### WHAT TO WORK ON
Will you give the material below again, every line exactly as it is?

^^^^^^^^^^^^^^^^

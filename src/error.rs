//! Unified error hierarchy for fitcalc
//!
//! Every failure the library can report is a variant of [`TrainingError`],
//! so callers can match on the exact condition instead of parsing messages.

use thiserror::Error;

/// Top-level error type for all fitcalc operations
#[derive(Debug, Error)]
pub enum TrainingError {
    /// Workout code is not one of the known kinds
    #[error("Unrecognized workout kind: {code}")]
    UnrecognizedKind { code: String },

    /// Wrong number of sensor values for the selected kind
    #[error("Arity mismatch for {code}: expected {expected} values, got {actual}")]
    ArityMismatch {
        code: String,
        expected: usize,
        actual: usize,
    },

    /// Calorie formula requested from a calculator that does not define one
    #[error("Calorie formula is not implemented for {training_type}")]
    UnimplementedCalories { training_type: String },

    /// Coefficient configuration errors
    #[error("Configuration error: {0}")]
    Configuration(String),

    /// Package import errors
    #[error("Import error: {0}")]
    Import(String),

    /// Report serialization errors
    #[error("Serialization error: {0}")]
    Serialization(String),

    /// IO errors
    #[error("IO error: {0}")]
    Io(#[from] std::io::Error),
}

/// Result type alias for fitcalc operations
pub type Result<T> = std::result::Result<T, TrainingError>;

impl TrainingError {
    /// Get error severity level
    pub fn severity(&self) -> ErrorSeverity {
        match self {
            TrainingError::UnrecognizedKind { .. } => ErrorSeverity::Warning,
            TrainingError::ArityMismatch { .. } => ErrorSeverity::Warning,
            TrainingError::Import(_) => ErrorSeverity::Warning,
            TrainingError::UnimplementedCalories { .. } => ErrorSeverity::Critical,
            _ => ErrorSeverity::Error,
        }
    }

    /// Get user-friendly error message
    pub fn user_message(&self) -> String {
        match self {
            TrainingError::UnrecognizedKind { code } => {
                format!(
                    "Unknown workout type '{}'. Expected one of: RUN, WLK, SWM.",
                    code
                )
            }
            TrainingError::ArityMismatch {
                code,
                expected,
                actual,
            } => {
                format!(
                    "Workout '{}' needs {} sensor values but {} were given.",
                    code, expected, actual
                )
            }
            _ => self.to_string(),
        }
    }
}

/// Error severity levels
#[derive(Debug, Clone, Copy, PartialEq, Eq)]
pub enum ErrorSeverity {
    /// Programmer error, the calculator itself is incomplete
    Critical,
    /// Error that prevents the operation
    Error,
    /// Bad input, the caller can fix it and retry
    Warning,
}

^^^^^^^^^^^^^^^^

### WRITTEN ANSWER
filename src/error.rs
//! Unified error hierarchy for fitcalc
//!
//! Every failure the library can report is a variant of [`TrainingError`],
//! so callers can match on the exact condition instead of parsing messages.

use thiserror::Error;

/// Top-level error type for all fitcalc operations
#[derive(Debug, Error)]
pub enum TrainingError {
    /// Workout code is not one of the known kinds
    #[error("Unrecognized workout kind: {code}")]
    UnrecognizedKind { code: String },

    /// Wrong number of sensor values for the selected kind
    #[error("Arity mismatch for {code}: expected {expected} values, got {actual}")]
    ArityMismatch {
        code: String,
        expected: usize,
        actual: usize,
    },

    /// Calorie formula requested from a calculator that does not define one
    #[error("Calorie formula is not implemented for {training_type}")]
    UnimplementedCalories { training_type: String },

    /// Coefficient configuration errors
    #[error("Configuration error: {0}")]
    Configuration(String),

    /// Package import errors
    #[error("Import error: {0}")]
    Import(String),

    /// Report serialization errors
    #[error("Serialization error: {0}")]
    Serialization(String),

    /// IO errors
    #[error("IO error: {0}")]
    Io(#[from] std::io::Error),
}

/// Result type alias for fitcalc operations
pub type Result<T> = std::result::Result<T, TrainingError>;

impl TrainingError {
    /// Get error severity level
    pub fn severity(&self) -> ErrorSeverity {
        match self {
            TrainingError::UnrecognizedKind { .. } => ErrorSeverity::Warning,
            TrainingError::ArityMismatch { .. } => ErrorSeverity::Warning,
            TrainingError::Import(_) => ErrorSeverity::Warning,
            TrainingError::UnimplementedCalories { .. } => ErrorSeverity::Critical,
            _ => ErrorSeverity::Error,
        }
    }

    /// Get user-friendly error message
    pub fn user_message(&self) -> String {
        match self {
            TrainingError::UnrecognizedKind { code } => {
                format!(
                    "Unknown workout type '{}'. Expected one of: RUN, WLK, SWM.",
                    code
                )
            }
            TrainingError::ArityMismatch {
                code,
                expected,
                actual,
            } => {
                format!(
                    "Workout '{}' needs {} sensor values but {} were given.",
                    code, expected, actual
                )
            }
            _ => self.to_string(),
        }
    }
}

/// Error severity levels
#[derive(Debug, Clone, Copy, PartialEq, Eq)]
pub enum ErrorSeverity {
    /// Programmer error, the calculator itself is incomplete
    Critical,
    /// Error that prevents the operation
    Error,
    /// Bad input, the caller can fix it and retry
    Warning,
}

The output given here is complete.